• _DATA SUPPLIED_:
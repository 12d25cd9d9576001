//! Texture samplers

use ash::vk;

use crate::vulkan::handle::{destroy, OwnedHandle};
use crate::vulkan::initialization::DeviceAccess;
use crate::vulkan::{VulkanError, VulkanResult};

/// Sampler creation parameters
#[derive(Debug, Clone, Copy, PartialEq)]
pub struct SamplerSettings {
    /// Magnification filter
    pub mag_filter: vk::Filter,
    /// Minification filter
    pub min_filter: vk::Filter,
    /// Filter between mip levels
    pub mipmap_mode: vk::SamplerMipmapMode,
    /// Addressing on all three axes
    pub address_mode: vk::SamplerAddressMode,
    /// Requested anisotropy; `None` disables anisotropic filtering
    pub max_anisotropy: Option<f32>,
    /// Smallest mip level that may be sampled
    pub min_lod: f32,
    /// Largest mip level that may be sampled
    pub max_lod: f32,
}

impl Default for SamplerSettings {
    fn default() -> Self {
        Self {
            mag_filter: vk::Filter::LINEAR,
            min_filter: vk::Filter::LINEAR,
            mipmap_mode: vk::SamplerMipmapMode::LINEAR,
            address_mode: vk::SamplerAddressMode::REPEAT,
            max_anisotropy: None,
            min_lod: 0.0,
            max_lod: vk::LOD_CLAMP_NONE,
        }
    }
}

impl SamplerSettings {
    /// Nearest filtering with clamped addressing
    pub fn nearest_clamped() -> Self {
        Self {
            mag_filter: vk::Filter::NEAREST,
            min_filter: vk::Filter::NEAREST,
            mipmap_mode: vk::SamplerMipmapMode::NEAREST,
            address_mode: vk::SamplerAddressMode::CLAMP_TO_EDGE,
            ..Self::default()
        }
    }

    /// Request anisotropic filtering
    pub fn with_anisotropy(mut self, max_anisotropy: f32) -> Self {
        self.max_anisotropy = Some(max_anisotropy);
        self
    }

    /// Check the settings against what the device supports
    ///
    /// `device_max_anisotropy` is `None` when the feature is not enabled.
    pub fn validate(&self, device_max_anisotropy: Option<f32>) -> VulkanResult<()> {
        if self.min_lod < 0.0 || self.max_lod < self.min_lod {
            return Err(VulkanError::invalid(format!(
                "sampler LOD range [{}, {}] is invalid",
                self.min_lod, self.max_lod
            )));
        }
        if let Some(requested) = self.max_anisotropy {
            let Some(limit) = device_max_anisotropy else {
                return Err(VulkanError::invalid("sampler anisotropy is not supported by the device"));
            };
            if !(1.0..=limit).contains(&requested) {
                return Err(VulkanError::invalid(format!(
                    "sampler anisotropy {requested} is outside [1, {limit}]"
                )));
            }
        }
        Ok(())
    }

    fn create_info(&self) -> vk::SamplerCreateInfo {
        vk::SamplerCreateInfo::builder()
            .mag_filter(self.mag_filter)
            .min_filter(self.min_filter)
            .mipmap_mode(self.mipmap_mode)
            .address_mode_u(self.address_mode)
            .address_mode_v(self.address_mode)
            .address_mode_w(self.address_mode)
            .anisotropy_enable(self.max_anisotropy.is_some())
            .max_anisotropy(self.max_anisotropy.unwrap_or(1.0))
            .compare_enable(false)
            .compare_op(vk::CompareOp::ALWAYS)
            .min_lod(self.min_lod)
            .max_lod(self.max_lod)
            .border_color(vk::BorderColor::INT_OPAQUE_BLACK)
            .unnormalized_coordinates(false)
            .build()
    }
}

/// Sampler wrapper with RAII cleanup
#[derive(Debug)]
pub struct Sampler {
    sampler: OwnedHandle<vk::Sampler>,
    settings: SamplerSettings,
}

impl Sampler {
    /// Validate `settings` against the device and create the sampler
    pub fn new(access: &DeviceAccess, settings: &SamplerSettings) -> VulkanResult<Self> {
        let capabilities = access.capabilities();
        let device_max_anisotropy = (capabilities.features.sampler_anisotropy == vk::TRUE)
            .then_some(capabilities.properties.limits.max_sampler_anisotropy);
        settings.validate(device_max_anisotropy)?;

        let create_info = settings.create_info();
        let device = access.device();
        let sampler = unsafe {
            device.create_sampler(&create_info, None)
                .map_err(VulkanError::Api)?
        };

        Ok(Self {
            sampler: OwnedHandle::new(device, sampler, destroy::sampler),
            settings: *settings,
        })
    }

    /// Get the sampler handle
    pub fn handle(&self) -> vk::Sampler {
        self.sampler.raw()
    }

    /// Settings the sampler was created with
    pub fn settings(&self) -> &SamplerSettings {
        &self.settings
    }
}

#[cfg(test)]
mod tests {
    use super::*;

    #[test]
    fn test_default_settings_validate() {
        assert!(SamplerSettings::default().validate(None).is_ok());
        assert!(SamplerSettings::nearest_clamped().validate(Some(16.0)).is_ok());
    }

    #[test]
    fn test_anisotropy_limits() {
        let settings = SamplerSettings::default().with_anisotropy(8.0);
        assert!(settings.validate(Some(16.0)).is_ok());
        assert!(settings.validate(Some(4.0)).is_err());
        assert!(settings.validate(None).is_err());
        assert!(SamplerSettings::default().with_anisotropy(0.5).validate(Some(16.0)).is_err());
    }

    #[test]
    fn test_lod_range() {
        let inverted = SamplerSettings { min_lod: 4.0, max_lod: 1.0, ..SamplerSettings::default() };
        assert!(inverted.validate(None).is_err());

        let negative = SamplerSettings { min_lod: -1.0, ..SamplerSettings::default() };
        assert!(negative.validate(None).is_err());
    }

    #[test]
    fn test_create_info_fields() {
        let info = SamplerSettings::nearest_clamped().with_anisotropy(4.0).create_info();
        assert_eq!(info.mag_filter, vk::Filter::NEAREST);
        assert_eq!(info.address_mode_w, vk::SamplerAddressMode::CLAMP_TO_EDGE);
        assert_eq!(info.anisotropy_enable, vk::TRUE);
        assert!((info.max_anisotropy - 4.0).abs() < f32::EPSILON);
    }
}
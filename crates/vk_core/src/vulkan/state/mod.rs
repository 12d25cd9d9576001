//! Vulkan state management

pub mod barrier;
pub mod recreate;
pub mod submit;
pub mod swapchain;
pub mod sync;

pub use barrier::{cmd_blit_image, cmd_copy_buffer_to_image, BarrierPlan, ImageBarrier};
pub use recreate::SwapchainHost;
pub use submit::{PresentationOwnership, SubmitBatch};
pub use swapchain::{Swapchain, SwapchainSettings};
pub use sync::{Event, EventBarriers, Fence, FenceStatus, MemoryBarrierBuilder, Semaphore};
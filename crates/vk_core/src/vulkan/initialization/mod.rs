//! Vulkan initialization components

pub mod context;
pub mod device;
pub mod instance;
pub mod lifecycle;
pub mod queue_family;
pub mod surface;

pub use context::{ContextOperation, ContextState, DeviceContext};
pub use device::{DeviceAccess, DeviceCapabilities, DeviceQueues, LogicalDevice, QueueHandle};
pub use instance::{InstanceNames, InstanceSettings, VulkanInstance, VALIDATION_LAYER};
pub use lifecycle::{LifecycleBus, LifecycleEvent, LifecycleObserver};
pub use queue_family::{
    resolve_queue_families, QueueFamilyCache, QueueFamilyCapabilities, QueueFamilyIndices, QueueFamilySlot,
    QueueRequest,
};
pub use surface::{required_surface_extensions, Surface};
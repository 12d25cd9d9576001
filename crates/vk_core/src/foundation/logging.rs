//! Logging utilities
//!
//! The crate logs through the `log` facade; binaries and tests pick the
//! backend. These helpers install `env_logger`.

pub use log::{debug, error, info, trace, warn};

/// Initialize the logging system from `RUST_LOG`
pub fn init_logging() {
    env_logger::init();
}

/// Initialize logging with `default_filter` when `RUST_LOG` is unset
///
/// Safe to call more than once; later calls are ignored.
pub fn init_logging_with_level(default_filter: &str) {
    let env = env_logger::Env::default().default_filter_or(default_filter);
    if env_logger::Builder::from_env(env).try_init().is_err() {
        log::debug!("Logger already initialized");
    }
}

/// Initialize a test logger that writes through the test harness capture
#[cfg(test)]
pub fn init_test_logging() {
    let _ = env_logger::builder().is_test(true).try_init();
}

==

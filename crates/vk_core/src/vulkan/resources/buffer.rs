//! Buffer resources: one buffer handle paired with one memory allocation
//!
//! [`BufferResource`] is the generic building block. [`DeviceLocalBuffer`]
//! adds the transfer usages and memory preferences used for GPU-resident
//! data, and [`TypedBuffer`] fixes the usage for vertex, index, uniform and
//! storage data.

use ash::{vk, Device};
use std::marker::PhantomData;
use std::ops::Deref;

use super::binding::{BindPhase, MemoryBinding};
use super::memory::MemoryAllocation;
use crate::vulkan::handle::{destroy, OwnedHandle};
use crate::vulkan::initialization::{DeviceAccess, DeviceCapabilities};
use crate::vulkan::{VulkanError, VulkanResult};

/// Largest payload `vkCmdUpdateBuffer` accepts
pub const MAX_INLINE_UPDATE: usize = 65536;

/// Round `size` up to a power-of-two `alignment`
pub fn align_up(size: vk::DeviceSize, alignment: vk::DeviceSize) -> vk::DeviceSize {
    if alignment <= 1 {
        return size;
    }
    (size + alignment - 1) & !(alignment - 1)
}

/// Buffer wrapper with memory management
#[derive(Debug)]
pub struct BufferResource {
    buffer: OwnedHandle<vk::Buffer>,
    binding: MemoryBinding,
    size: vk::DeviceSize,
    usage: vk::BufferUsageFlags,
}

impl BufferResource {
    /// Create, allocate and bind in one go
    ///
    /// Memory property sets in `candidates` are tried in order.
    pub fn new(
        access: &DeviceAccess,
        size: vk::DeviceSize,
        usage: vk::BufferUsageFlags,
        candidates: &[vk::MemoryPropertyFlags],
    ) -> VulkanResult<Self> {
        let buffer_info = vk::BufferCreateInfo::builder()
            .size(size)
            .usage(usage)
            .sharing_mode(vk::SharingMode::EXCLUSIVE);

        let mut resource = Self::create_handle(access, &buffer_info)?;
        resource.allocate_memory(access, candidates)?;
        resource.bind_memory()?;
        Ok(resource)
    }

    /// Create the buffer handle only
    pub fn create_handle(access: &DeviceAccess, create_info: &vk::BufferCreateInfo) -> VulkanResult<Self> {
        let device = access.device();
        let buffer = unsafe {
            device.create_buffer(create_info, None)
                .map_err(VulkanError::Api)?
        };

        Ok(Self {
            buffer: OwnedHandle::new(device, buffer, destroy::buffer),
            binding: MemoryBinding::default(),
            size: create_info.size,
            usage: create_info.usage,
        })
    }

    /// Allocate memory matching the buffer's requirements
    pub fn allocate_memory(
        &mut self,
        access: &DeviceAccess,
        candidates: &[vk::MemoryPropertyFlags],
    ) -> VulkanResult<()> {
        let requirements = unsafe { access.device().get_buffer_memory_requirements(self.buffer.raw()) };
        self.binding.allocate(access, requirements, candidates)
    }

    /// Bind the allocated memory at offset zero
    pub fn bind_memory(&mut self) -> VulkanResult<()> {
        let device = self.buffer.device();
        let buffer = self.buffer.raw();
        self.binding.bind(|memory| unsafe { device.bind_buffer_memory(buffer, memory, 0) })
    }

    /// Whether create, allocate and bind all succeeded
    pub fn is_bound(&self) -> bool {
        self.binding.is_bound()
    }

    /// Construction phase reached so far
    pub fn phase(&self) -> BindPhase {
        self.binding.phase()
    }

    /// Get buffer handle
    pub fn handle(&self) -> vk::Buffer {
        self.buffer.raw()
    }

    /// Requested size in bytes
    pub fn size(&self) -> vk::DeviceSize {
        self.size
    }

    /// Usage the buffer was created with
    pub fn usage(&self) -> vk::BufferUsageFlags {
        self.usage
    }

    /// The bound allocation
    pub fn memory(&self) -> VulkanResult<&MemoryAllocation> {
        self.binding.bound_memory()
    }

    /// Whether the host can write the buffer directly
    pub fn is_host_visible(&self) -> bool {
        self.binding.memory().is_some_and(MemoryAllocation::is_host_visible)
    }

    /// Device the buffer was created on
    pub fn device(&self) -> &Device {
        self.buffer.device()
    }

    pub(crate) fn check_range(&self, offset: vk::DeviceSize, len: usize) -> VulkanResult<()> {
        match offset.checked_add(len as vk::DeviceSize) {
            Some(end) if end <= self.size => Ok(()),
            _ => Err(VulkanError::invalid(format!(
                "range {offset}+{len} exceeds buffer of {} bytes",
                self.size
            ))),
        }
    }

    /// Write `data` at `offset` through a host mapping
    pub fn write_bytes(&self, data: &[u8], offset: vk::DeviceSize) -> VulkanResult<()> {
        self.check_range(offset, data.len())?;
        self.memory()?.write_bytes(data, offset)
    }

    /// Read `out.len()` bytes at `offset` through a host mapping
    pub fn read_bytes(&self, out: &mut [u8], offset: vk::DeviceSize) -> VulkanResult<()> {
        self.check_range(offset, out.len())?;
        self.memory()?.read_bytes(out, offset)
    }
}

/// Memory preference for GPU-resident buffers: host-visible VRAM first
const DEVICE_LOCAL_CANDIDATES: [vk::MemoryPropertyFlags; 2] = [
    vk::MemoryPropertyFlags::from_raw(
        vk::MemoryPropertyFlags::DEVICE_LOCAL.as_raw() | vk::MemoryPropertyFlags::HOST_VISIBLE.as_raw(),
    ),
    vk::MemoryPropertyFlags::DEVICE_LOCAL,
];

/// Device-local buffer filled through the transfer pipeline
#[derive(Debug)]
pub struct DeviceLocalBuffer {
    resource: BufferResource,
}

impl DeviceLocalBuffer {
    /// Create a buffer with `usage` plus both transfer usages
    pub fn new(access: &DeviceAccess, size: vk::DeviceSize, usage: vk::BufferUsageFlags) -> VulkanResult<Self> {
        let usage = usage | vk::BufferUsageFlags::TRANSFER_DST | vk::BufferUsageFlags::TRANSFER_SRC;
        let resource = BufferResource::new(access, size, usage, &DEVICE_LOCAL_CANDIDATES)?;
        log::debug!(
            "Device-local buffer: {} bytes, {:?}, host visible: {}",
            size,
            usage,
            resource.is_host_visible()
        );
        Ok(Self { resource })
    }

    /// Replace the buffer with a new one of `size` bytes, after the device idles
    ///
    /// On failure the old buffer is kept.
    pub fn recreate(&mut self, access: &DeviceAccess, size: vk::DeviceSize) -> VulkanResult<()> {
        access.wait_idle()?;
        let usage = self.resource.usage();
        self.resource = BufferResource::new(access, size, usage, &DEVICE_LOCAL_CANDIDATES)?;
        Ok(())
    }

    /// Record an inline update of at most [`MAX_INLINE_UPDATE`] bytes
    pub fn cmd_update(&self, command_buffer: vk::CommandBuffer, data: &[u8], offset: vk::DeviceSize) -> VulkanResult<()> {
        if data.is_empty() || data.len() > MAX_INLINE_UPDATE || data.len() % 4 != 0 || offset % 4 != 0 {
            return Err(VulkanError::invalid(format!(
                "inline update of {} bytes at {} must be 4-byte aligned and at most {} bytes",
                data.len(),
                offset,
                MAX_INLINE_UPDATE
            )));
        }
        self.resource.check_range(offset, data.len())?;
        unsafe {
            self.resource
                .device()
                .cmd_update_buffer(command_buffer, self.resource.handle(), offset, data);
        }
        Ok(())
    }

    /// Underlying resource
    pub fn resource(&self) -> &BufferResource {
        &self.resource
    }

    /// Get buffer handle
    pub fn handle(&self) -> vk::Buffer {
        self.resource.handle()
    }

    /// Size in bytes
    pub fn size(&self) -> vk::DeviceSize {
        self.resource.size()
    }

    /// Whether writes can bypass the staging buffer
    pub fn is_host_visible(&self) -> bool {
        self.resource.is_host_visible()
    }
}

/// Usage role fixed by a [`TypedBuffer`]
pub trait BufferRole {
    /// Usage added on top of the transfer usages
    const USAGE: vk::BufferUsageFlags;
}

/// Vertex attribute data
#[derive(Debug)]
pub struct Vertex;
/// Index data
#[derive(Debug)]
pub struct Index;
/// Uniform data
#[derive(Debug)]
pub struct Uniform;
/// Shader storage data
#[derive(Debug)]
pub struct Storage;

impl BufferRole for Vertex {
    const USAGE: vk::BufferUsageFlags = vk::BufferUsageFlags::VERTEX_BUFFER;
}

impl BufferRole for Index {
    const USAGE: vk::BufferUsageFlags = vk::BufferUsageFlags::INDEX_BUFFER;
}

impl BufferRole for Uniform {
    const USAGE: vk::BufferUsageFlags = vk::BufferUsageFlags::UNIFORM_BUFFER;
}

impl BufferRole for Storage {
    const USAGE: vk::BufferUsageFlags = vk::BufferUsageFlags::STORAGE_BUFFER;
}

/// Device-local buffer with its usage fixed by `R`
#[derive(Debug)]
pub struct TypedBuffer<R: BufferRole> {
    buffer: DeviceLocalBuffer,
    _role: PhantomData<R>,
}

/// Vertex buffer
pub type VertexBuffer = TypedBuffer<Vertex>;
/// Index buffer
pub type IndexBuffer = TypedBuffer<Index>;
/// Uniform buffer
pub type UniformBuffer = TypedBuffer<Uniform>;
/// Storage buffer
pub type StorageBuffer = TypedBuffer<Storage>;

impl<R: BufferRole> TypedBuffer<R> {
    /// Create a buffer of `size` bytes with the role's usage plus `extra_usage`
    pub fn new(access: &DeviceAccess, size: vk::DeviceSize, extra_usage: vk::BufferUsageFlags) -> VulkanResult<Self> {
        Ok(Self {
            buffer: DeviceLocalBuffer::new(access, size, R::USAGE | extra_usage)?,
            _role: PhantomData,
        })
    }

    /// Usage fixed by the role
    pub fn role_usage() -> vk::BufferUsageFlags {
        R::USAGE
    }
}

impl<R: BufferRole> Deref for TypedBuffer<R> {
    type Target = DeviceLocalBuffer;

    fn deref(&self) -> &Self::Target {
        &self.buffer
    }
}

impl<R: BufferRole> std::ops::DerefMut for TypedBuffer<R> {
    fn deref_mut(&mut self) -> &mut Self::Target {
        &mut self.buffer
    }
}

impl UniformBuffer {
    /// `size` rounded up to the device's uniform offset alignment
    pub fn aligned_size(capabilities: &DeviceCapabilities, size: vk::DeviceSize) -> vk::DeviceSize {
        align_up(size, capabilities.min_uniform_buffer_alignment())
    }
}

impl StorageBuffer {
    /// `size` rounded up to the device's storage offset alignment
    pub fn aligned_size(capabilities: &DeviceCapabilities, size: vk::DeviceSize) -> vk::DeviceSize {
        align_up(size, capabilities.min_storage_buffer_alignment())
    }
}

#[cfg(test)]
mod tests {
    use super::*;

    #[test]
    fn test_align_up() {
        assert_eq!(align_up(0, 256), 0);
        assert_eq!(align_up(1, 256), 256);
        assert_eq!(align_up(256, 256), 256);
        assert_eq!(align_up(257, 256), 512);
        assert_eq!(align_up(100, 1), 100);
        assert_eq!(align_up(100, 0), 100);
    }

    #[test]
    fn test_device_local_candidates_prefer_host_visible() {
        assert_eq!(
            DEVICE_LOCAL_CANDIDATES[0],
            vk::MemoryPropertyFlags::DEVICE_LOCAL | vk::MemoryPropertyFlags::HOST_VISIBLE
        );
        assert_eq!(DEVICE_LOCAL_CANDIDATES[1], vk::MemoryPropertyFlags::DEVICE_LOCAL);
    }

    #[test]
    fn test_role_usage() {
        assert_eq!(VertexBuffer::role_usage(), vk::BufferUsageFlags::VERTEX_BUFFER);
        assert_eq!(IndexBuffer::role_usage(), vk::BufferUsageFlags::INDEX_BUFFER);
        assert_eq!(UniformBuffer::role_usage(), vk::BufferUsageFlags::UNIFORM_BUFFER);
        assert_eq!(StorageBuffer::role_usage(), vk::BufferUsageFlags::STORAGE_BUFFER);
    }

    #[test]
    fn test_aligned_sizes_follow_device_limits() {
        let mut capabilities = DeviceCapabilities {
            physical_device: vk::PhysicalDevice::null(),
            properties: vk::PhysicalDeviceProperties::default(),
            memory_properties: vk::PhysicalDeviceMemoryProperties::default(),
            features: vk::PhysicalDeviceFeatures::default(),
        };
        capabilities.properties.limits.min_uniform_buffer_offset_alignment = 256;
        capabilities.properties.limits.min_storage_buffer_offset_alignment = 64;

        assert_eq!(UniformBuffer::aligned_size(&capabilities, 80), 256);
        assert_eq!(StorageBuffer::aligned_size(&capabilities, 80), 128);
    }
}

• _ABOUT THIS EXERCISE_: Please copy the lines in the records above between the one holding "the sampler handle" and the one holding "assert_eq!(info.anisotropy_enable, vk::TRUE);", inclusive, exactly and with no other line.

• _OUTPUT BELOW_:
    /// Get the sampler handle
    pub fn handle(&self) -> vk::Sampler {
        self.sampler.raw()
    }

    /// Settings the sampler was created with
    pub fn settings(&self) -> &SamplerSettings {
        &self.settings
    }
}

#[cfg(test)]
mod tests {
    use super::*;

    #[test]
    fn test_default_settings_validate() {
        assert!(SamplerSettings::default().validate(None).is_ok());
        assert!(SamplerSettings::nearest_clamped().validate(Some(16.0)).is_ok());
    }

    #[test]
    fn test_anisotropy_limits() {
        let settings = SamplerSettings::default().with_anisotropy(8.0);
        assert!(settings.validate(Some(16.0)).is_ok());
        assert!(settings.validate(Some(4.0)).is_err());
        assert!(settings.validate(None).is_err());
        assert!(SamplerSettings::default().with_anisotropy(0.5).validate(Some(16.0)).is_err());
    }

    #[test]
    fn test_lod_range() {
        let inverted = SamplerSettings { min_lod: 4.0, max_lod: 1.0, ..SamplerSettings::default() };
        assert!(inverted.validate(None).is_err());

        let negative = SamplerSettings { min_lod: -1.0, ..SamplerSettings::default() };
        assert!(negative.validate(None).is_err());
    }

    #[test]
    fn test_create_info_fields() {
        let info = SamplerSettings::nearest_clamped().with_anisotropy(4.0).create_info();
        assert_eq!(info.mag_filter, vk::Filter::NEAREST);
        assert_eq!(info.address_mode_w, vk::SamplerAddressMode::CLAMP_TO_EDGE);
        assert_eq!(info.anisotropy_enable, vk::TRUE);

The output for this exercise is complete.